Open any image in Photoshop, a photograph is probably a good place to start and duplicate the layer you are altering, since all dodge and burn effects will directly alter your layer image. On the left hand toolbar, the burn, dodge and sponge tools are grouped together, the burn tool is a hand icon and the dodge tool is a magnifying glass.
Choose the dodge tool first, at the top left you will see options similar to the brush, with size and hardness variables to choose, a hard edge on a dodge toll will give an obvious line to the effect, so generally a soft edge is preferable unless you want a hard edged effect for a shaft of light or a very specific lighter area. You can also choose if the tool lightens shadows, mid-tones or highlights, try choosing each one and seeing how the tool reacts to it.

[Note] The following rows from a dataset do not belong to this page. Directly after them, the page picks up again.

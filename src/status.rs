//! Document status and corpus statistics.
//!
//! The per-document report is the operator's view of §7 error semantics:
//! it always distinguishes "failed, retriable" from "parsed with degraded
//! quality" so reruns can be targeted.

use anyhow::Result;
use serde::Serialize;
use sqlx::{Row, SqlitePool};

use crate::config::Config;

/// Everything the status interface exposes for one document.
#[derive(Debug, Clone, Serialize)]
pub struct DocumentStatusReport {
    pub id: String,
    pub name: String,
    pub source: String,
    pub status: String,
    pub degraded: bool,
    pub error: Option<String>,
    pub checkpoint_state: String,
    pub attempts: i64,
    /// Failed but still within the retry budget.
    pub retriable: bool,
    pub articles_parsed: i64,
    pub chunks_created: i64,
    pub chunks_embedded: i64,
    pub chunks_deferred: i64,
}

pub async fn document_status(
    pool: &SqlitePool,
    config: &Config,
    document_id: &str,
) -> Result<Option<DocumentStatusReport>> {
    let row = sqlx::query(
        r#"
        SELECT d.id, d.name, d.source, d.status, d.degraded, d.error,
               c.state AS checkpoint_state, c.attempts
        FROM documents d
        JOIN checkpoints c ON c.document_id = d.id
        WHERE d.id = ?
        "#,
    )
    .bind(document_id)
    .fetch_optional(pool)
    .await?;

    let Some(row) = row else {
        return Ok(None);
    };

    let articles_parsed: i64 = sqlx::query_scalar(
        "SELECT COUNT(*) FROM articles WHERE document_id = ? AND status != 'failed'",
    )
    .bind(document_id)
    .fetch_one(pool)
    .await?;

    let chunks_created: i64 = sqlx::query_scalar(
        "SELECT COUNT(*) FROM chunks c JOIN articles a ON a.id = c.article_id WHERE a.document_id = ?",
    )
    .bind(document_id)
    .fetch_one(pool)
    .await?;

    let chunks_embedded: i64 = sqlx::query_scalar(
        r#"
        SELECT COUNT(*) FROM chunks c
        JOIN articles a ON a.id = c.article_id
        WHERE a.document_id = ? AND c.embedding IS NOT NULL
        "#,
    )
    .bind(document_id)
    .fetch_one(pool)
    .await?;

    let chunks_deferred: i64 = sqlx::query_scalar(
        r#"
        SELECT COUNT(*) FROM chunks c
        JOIN articles a ON a.id = c.article_id
        WHERE a.document_id = ? AND c.embedding IS NULL AND c.deferred = 1
        "#,
    )
    .bind(document_id)
    .fetch_one(pool)
    .await?;

    let status: String = row.get("status");
    let checkpoint_state: String = row.get("checkpoint_state");
    let attempts: i64 = row.get("attempts");
    let degraded: i64 = row.get("degraded");

    Ok(Some(DocumentStatusReport {
        id: row.get("id"),
        name: row.get("name"),
        source: row.get("source"),
        retriable: status == "failed" && attempts < config.orchestrator.max_attempts,
        status,
        degraded: degraded != 0,
        error: row.get("error"),
        checkpoint_state,
        attempts,
        articles_parsed,
        chunks_created,
        chunks_embedded,
        chunks_deferred,
    }))
}

pub fn print_document_status(report: &DocumentStatusReport) {
    let status_display = if report.status == "failed" {
        if report.retriable {
            "failed (retriable)".to_string()
        } else {
            "failed (terminal)".to_string()
        }
    } else if report.degraded {
        format!("{} (degraded chunking)", report.status)
    } else {
        report.status.clone()
    };

    println!("{} — {}", report.id, report.name);
    println!("  source:          {}", report.source);
    println!("  status:          {}", status_display);
    println!(
        "  checkpoint:      {} (attempts: {})",
        report.checkpoint_state, report.attempts
    );
    println!("  articles parsed: {}", report.articles_parsed);
    println!("  chunks created:  {}", report.chunks_created);
    println!(
        "  chunks embedded: {} ({} deferred)",
        report.chunks_embedded, report.chunks_deferred
    );
    if let Some(error) = &report.error {
        println!("  error:           {}", error);
    }
}

/// Corpus-wide stats summary.
pub async fn run_stats(pool: &SqlitePool, config: &Config) -> Result<()> {
    let total_docs: i64 = sqlx::query_scalar("SELECT COUNT(*) FROM documents")
        .fetch_one(pool)
        .await?;
    let total_chunks: i64 = sqlx::query_scalar("SELECT COUNT(*) FROM chunks")
        .fetch_one(pool)
        .await?;
    let total_embedded: i64 = sqlx::query_scalar("SELECT COUNT(*) FROM chunk_vectors")
        .fetch_one(pool)
        .await?;

    let db_size = std::fs::metadata(&config.db.path)
        .map(|m| m.len())
        .unwrap_or(0);

    println!("Accord Index — Corpus Stats");
    println!("===========================");
    println!();
    println!("  Database:    {}", config.db.path.display());
    println!("  Size:        {}", format_bytes(db_size));
    println!();
    println!("  Documents:   {}", total_docs);
    println!("  Chunks:      {}", total_chunks);
    println!(
        "  Embedded:    {} / {} ({}%)",
        total_embedded,
        total_chunks,
        if total_chunks > 0 {
            (total_embedded * 100) / total_chunks
        } else {
            0
        }
    );

    let status_rows = sqlx::query(
        r#"
        SELECT d.status, COUNT(*) AS doc_count, SUM(d.degraded) AS degraded_count
        FROM documents d
        GROUP BY d.status
        ORDER BY doc_count DESC
        "#,
    )
    .fetch_all(pool)
    .await?;

    if !status_rows.is_empty() {
        println!();
        println!("  By status:");
        println!("  {:<12} {:>6} {:>10}", "STATUS", "DOCS", "DEGRADED");
        println!("  {}", "-".repeat(32));
        for row in &status_rows {
            let status: String = row.get("status");
            let doc_count: i64 = row.get("doc_count");
            let degraded: Option<i64> = row.get("degraded_count");
            println!(
                "  {:<12} {:>6} {:>10}",
                status,
                doc_count,
                degraded.unwrap_or(0)
            );
        }
    }

    println!();
    Ok(())
}

/// Format a byte count as a human-readable string.
fn format_bytes(bytes: u64) -> String {
    if bytes < 1024 {
        format!("{} B", bytes)
    } else if bytes < 1024 * 1024 {
        format!("{:.1} KB", bytes as f64 / 1024.0)
    } else if bytes < 1024 * 1024 * 1024 {
        format!("{:.1} MB", bytes as f64 / (1024.0 * 1024.0))
    } else {
        format!("{:.2} GB", bytes as f64 / (1024.0 * 1024.0 * 1024.0))
    }
}

#[cfg(test)]
mod tests {
    use super::*;

    #[test]
    fn format_bytes_bands() {
        assert_eq!(format_bytes(512), "512 B");
        assert_eq!(format_bytes(2048), "2.0 KB");
        assert_eq!(format_bytes(5 * 1024 * 1024), "5.0 MB");
    }
}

As you use the tool, notice that you can build the effect up, each pass makes the area lighter, you can either set this to build each time you click select, or enable the airbrush-style build up effect button to do one continuous movement that builds up the effects, like using an airbrush would. The exposure is automatically set at 50%, you can experiment with altering this too just by moving the exposure slider.
Pass your dodge tool over half your image, then swap over to the burn tool and repeat the process on the other half, notice the difference in the two effects, it doesn’t just darken and lighten, Photoshop tries to mimic the effects of under and over exposure, so the contrast and saturation changes as well. Too much burn and the colours start to overexpose, giving a garish effect.
Another effect that would have taken hours in the dark room, reduced to a few moments tinkering with the cursor in Photoshop, you can now add dodge and burn to your arsenal of Adobe Photoshop’s weapons.